=== Section Start ===
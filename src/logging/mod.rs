//! Structured JSON-lines logging shared by the engine, dispatchers and navigators.
//!
//! Emitting is always best effort: call sites drop [`LoggingError`]s so a
//! failing sink can never disturb lifecycle dispatch.

use serde::Serialize;
use serde_json::{Map, Value};
use std::fs::{File, OpenOptions};
use std::io::{BufWriter, Write};
use std::path::{Path, PathBuf};
use std::sync::{Arc, Mutex};
use std::time::{SystemTime, UNIX_EPOCH};

use thiserror::Error;

pub type LogFields = Map<String, Value>;

pub const ENGINE_TARGET: &str = "viewlife::engine";
pub const DISPATCH_TARGET: &str = "viewlife::dispatch";
pub const HIERARCHY_TARGET: &str = "viewlife::hierarchy";
pub const NAVIGATION_TARGET: &str = "viewlife::navigation";
pub const PERSISTENCE_TARGET: &str = "viewlife::persistence";

#[derive(Debug, Clone, Copy, PartialEq, Eq, PartialOrd, Ord, Serialize)]
#[serde(rename_all = "lowercase")]
pub enum LogLevel {
    Trace,
    Debug,
    Info,
    Warn,
    Error,
}

#[derive(Debug, Clone, Serialize)]
pub struct LogEvent {
    pub ts_ms: u128,
    pub level: LogLevel,
    pub target: String,
    pub message: String,
    #[serde(skip_serializing_if = "LogFields::is_empty", default)]
    pub fields: LogFields,
}

impl LogEvent {
    pub fn new(level: LogLevel, target: impl Into<String>, message: impl Into<String>) -> Self {
        Self {
            ts_ms: current_ms(),
            level,
            target: target.into(),
            message: message.into(),
            fields: LogFields::new(),
        }
    }

    pub fn with_fields(
        level: LogLevel,
        target: impl Into<String>,
        message: impl Into<String>,
        fields: LogFields,
    ) -> Self {
        Self {
            fields,
            ..Self::new(level, target, message)
        }
    }
}

fn current_ms() -> u128 {
    SystemTime::now()
        .duration_since(UNIX_EPOCH)
        .map(|d| d.as_millis())
        .unwrap_or(0)
}

pub type LoggingResult<T> = std::result::Result<T, LoggingError>;

#[derive(Debug, Error)]
pub enum LoggingError {
    #[error("I/O error: {0}")]
    Io(#[from] std::io::Error),
    #[error("serialization error: {0}")]
    Serde(#[from] serde_json::Error),
}

pub trait LogSink: Send + Sync {
    fn log(&self, event: &LogEvent) -> LoggingResult<()>;
}

#[derive(Clone)]
pub struct Logger {
    sink: Arc<dyn LogSink>,
    min_level: LogLevel,
}

impl Logger {
    pub fn new<S>(sink: S) -> Self
    where
        S: LogSink + 'static,
    {
        Self {
            sink: Arc::new(sink),
            min_level: LogLevel::Trace,
        }
    }

    /// Drop events below `level` before they reach the sink.
    pub fn with_min_level(mut self, level: LogLevel) -> Self {
        self.min_level = level;
        self
    }

    pub fn log(&self, level: LogLevel, target: &str, message: &str) -> LoggingResult<()> {
        self.log_event(LogEvent::new(level, target, message))
    }

    pub fn log_with_fields(
        &self,
        level: LogLevel,
        target: &str,
        message: &str,
        fields: LogFields,
    ) -> LoggingResult<()> {
        self.log_event(LogEvent::with_fields(level, target, message, fields))
    }

    pub fn log_event(&self, event: LogEvent) -> LoggingResult<()> {
        if event.level < self.min_level {
            return Ok(());
        }
        self.sink.log(&event)
    }
}

impl std::fmt::Debug for Logger {
    fn fmt(&self, f: &mut std::fmt::Formatter<'_>) -> std::fmt::Result {
        f.debug_struct("Logger")
            .field("min_level", &self.min_level)
            .finish_non_exhaustive()
    }
}

pub struct FileSink {
    path: PathBuf,
    max_bytes: u64,
    writer: Mutex<BufWriter<File>>,
}

impl FileSink {
    pub fn new(path: impl AsRef<Path>, max_bytes: u64) -> LoggingResult<Self> {
        let path = path.as_ref().to_path_buf();
        let file = OpenOptions::new()
            .create(true)
            .append(true)
            .open(&path)?;
        Ok(Self {
            path,
            max_bytes,
            writer: Mutex::new(BufWriter::new(file)),
        })
    }

    fn write_line(&self, mut line: String) -> LoggingResult<()> {
        line.push('\n');
        let mut guard = self.writer.lock().expect("logger mutex poisoned");

        if self.should_rotate(guard.get_ref(), line.len() as u64)? {
            let file = OpenOptions::new()
                .write(true)
                .create(true)
                .truncate(true)
                .open(&self.path)?;
            *guard = BufWriter::new(file);
        }

        guard.write_all(line.as_bytes())?;
        guard.flush()?;
        Ok(())
    }

    fn should_rotate(&self, file: &File, incoming_len: u64) -> std::io::Result<bool> {
        if self.max_bytes == 0 {
            return Ok(false);
        }
        let current = file.metadata()?.len();
        Ok(current + incoming_len > self.max_bytes)
    }
}

impl LogSink for FileSink {
    fn log(&self, event: &LogEvent) -> LoggingResult<()> {
        let line = serde_json::to_string(event)?;
        self.write_line(line)
    }
}

/// Keeps every event in memory. Cloning shares the buffer.
#[derive(Clone, Default)]
pub struct MemorySink {
    events: Arc<Mutex<Vec<LogEvent>>>,
}

impl MemorySink {
    pub fn new() -> Self {
        Self::default()
    }

    pub fn events(&self) -> Vec<LogEvent> {
        self.events
            .lock()
            .map(|guard| guard.clone())
            .unwrap_or_default()
    }

    pub fn messages(&self) -> Vec<String> {
        self.events().into_iter().map(|event| event.message).collect()
    }
}

impl LogSink for MemorySink {
    fn log(&self, event: &LogEvent) -> LoggingResult<()> {
        if let Ok(mut guard) = self.events.lock() {
            guard.push(event.clone());
        }
        Ok(())
    }
}

#[derive(Debug, Clone, Copy, Default)]
pub struct NullSink;

impl LogSink for NullSink {
    fn log(&self, _event: &LogEvent) -> LoggingResult<()> {
        Ok(())
    }
}

pub fn event_with_fields(
    level: LogLevel,
    target: &str,
    message: &str,
    fields: impl IntoIterator<Item = (String, Value)>,
) -> LogEvent {
    let map: LogFields = fields.into_iter().collect();
    LogEvent::with_fields(level, target, message, map)
}

pub fn json_kv(key: &str, value: impl Into<Value>) -> (String, Value) {
    (key.to_string(), value.into())
}

/// Emit through an optional logger, discarding sink failures.
pub(crate) fn emit<I>(logger: Option<&Logger>, level: LogLevel, target: &str, message: &str, fields: I)
where
    I: IntoIterator<Item = (String, Value)>,
{
    if let Some(logger) = logger {
        let _ = logger.log_event(event_with_fields(level, target, message, fields));
    }
}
=== Section End ===
EXERCISE PROMPT – From the opening line of the data above through the line that contains "pub const DISPATCH_TARGET: &str", please print each line as it stands and only those lines.

RESPONSE –
filename src/logging/mod.rs
//! Structured JSON-lines logging shared by the engine, dispatchers and navigators.
//!
//! Emitting is always best effort: call sites drop [`LoggingError`]s so a
//! failing sink can never disturb lifecycle dispatch.

use serde::Serialize;
use serde_json::{Map, Value};
use std::fs::{File, OpenOptions};
use std::io::{BufWriter, Write};
use std::path::{Path, PathBuf};
use std::sync::{Arc, Mutex};
use std::time::{SystemTime, UNIX_EPOCH};

use thiserror::Error;

pub type LogFields = Map<String, Value>;

pub const ENGINE_TARGET: &str = "viewlife::engine";
pub const DISPATCH_TARGET: &str = "viewlife::dispatch";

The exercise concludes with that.